天引きされる金額の合計は月額25万円を超え、年間では約300万円以上が税金と社会保険料に消える計算です。まずはその内訳を詳しく見ていきましょう。

月収90万円の手取り額を計算【独身の場合】

独身で月収90万円の場合、手取り額は月々約63.8万円となります。

独身者は配偶者控除などの所得控除が少ないため、高所得の恩恵を受ける一方で税負担も最大化されます。年間に換算すると、額面1,080万円に対して手取りは約765万円となり、約315万円が天引きされることになります。

項目 金額(月額)
額面月収 900,000円
社会保険料合計 約116,500円
所得税 約77,000円
住民税 約68,500円
手取り額 約638,000円

※40歳未満、東京都の料率を参考に、令和8年度の雇用保険率(0.5%)を反映。

月収90万円の手取り額を計算【扶養家族ありの場合】

配偶者などの扶養家族がいる場合、手取り額は月々約65.2万円ほどになります。

所得控除により、独身者と比較して月々約1.4万円、年間で約17万円ほど手取りが増えます。ただし、年収が1,000万円を超えてくると、配偶者控除の適用に制限がかかったり、自治体によっては児童手当が制限(所得制限限度額)されたりするケースが出てくるため、注意が必要です。

項目 金額(月額)
額面月収 900,000円
社会保険料合計 約116,500円
所得税 約66,500円
住民税 約64,500円
手取り額 約652,500円

※配偶者控除(所得制限に留意)を適用した概算です。

月収90万円から引かれる税金・社会保険料の内訳

月収90万円から天引きされる諸費用の内訳は以下の通りです。2026年(令和8年)度の最新料率をベースにしています。

  • 健康保険料(約40,000円):標準報酬月額に基づき、上限に近い負担額となります。
  • 厚生年金(約71,370円):厚生年金保険料の上限(30等級)に達します。
  • 雇用保険(4,500円):令和8年度の一般事業料率(0.5%)を適用。
  • 所得税(約6.6万〜7.7万円):累進課税により、高い税率区分が適用されます。
  • 住民税(約6.4万〜6.8万円):前年の所得に対し、一律約10%が課されます。

【重要】

社会保険料は本来「標準報酬月額」に基づきますが、本記事ではわかりやすさを優先し、額面から算出した概算額を提示しています。

月収90万円の生活レベルと日本全体での立ち位置

月収90万円を稼ぐ層は、日本の労働者の中でもトップ数パーセントに位置するエリート層です。

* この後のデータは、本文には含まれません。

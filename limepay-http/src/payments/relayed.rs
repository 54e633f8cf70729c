use limepay::routes;
use limepay::types::Payment;
use limepay_evm::RelayedAuthorizer;

use super::{PaymentsClient, create_payment};
use crate::error::Error;
use crate::requester::Requester;

/// Client for payments relayed on behalf of the shopper.
#[derive(Debug, Clone)]
pub struct RelayedPaymentsClient<R> {
    payments: PaymentsClient<R>,
}

impl<R: Requester> RelayedPaymentsClient<R> {
    /// Creates a client over `requester`.
    #[must_use]
    pub const fn new(requester: R) -> Self {
        Self {
            payments: PaymentsClient::new(requester),
        }
    }

    /// Fetches a payment by id.
    ///
    /// # Errors
    ///
    /// Returns [`Error`] if the request fails.
    pub async fn get(&self, payment_id: &str) -> Result<Payment, Error> {
        self.payments.get(payment_id).await
    }

    /// Lists every payment of the account.
    ///
    /// # Errors
    ///
    /// Returns [`Error`] if the request fails.
    pub async fn list(&self) -> Result<Vec<Payment>, Error> {
        self.payments.list().await
    }

    /// Signs `payment` with `private_key` if it carries no authorization
    /// signature yet, then creates it.
    ///
    /// # Errors
    ///
    /// Returns [`Error::Validation`] with code 1018 if the wei amount is
    /// empty, [`Error::Signing`] if the key is unusable, or any request error.
    pub async fn create(&self, payment: Payment, private_key: &str) -> Result<Payment, Error> {
        create_payment(
            &self.payments,
            &RelayedAuthorizer,
            routes::CREATE_RELAYED_PAYMENT,
            payment,
            private_key,
        )
        .await
    }
}

#[cfg(test)]
mod tests {
    use super::*;
    use crate::{HttpRequester, RequesterConfig};
    use limepay::types::FundTxData;
    use serde_json::json;
    use wiremock::matchers::{body_partial_json, method, path};
    use wiremock::{Mock, MockServer, ResponseTemplate};

    const PRIVATE_KEY: &str = "d723d3cdf932464de15845c0719ca13ce15e64c83625d86ddbfc217bd2ac5f5a";

    fn client(server: &MockServer) -> RelayedPaymentsClient<HttpRequester> {
        let requester =
            HttpRequester::new(RequesterConfig::new(server.uri(), "key", "secret")).unwrap();
        RelayedPaymentsClient::new(requester)
    }

    fn payment(wei_amount: &str) -> Payment {
        Payment {
            shopper: "shopper1".into(),
            fund_tx_data: FundTxData {
                wei_amount: wei_amount.into(),
                ..FundTxData::default()
            },
            ..Payment::default()
        }
    }

    async fn mount_metadata(server: &MockServer) {
        Mock::given(method("GET"))
            .and(path("/payments/metadata"))
            .respond_with(ResponseTemplate::new(200).set_body_json(json!({
                "nonce": "3",
                "shopperAddress": "0x123",
                "escrowAddress": "0x321"
            })))
            .expect(1)
            .mount(server)
            .await;
    }

    #[tokio::test]
    async fn test_create_posts_to_relayed_route() {
        let server = MockServer::start().await;
        mount_metadata(&server).await;
        let expected = limepay_evm::sign(
            PRIVATE_KEY,
            &limepay_evm::authorization::RELAYED_SIGNATURE_TYPES,
            &["3", "0x321", "0x123", "", "60000000000000000"],
        )
        .unwrap();
        Mock::given(method("POST"))
            .and(path("/payments/relayed"))
            .and(body_partial_json(json!({
                "fundTxData": { "nonce": "3", "authorizationSignature": expected }
            })))
            .respond_with(ResponseTemplate::new(200).set_body_json(json!({
                "_id": "relayed1",
                "type": "RELAYED_PAYMENT"
            })))
            .expect(1)
            .mount(&server)
            .await;

        let created = client(&server)
            .create(payment("60000000000000000"), PRIVATE_KEY)
            .await
            .unwrap();
        assert_eq!(created.id, "relayed1");
        assert_eq!(created.kind, "RELAYED_PAYMENT");
    }

    #[tokio::test]
    async fn test_create_without_wei_amount() {
        let server = MockServer::start().await;
        mount_metadata(&server).await;
        Mock::given(method("POST"))
            .respond_with(ResponseTemplate::new(200))
            .expect(0)
            .mount(&server)
            .await;

        let err = client(&server)
            .create(payment(""), PRIVATE_KEY)
            .await
            .unwrap_err();
        assert!(matches!(err, Error::Validation(_)));
        assert_eq!(err.classified().map(|e| e.code), Some(1018));
    }

    #[tokio::test]
    async fn test_get_delegates_to_payments() {
        let server = MockServer::start().await;
        Mock::given(method("GET"))
            .and(path("/payments/relayed1"))
            .respond_with(ResponseTemplate::new(200).set_body_json(json!({ "_id": "relayed1" })))
            .mount(&server)
            .await;

        let payment = client(&server).get("relayed1").await.unwrap();
        assert_eq!(payment.id, "relayed1");
    }
}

公的な統計データと具体的な生活費シミュレーションから、その実態を紐解きます。

月収90万円の偏差値・人口に占める割合(男女・年代別)

国税庁の統計によると、年収1,000万円を超える給与所得者は全体のわずか約5.4%です。月収90万円(年収1,080万円)は、まさに上位5%前後に食い込む高水準です。

年代別で見ると、大手企業の役職者や専門職、外資系企業のシニアクラスが中心となります。偏差値で表せば「72」を超える水準であり、国内でも屈指の購買力を持つ層といえます。

国税庁「民間給与実態統計調査」

参考サイトへ

月収90万円で一人暮らしをした場合の生活費シミュレーション

手取り64万円の一人暮らしは、生活において我慢を強いられる場面はほぼ皆無です。

項目 支出額(目安)
家賃 220,000円(都心高級マンション)
食費 120,000円(高級志向・外食多め)
水道光熱・通信費 25,000円
趣味・娯楽・交際 120,000円
貯金・投資 153,000円

都心の一等地に住み、質の高い生活を送りながらも、毎月15万円以上を将来への資産運用に回せる余裕があります。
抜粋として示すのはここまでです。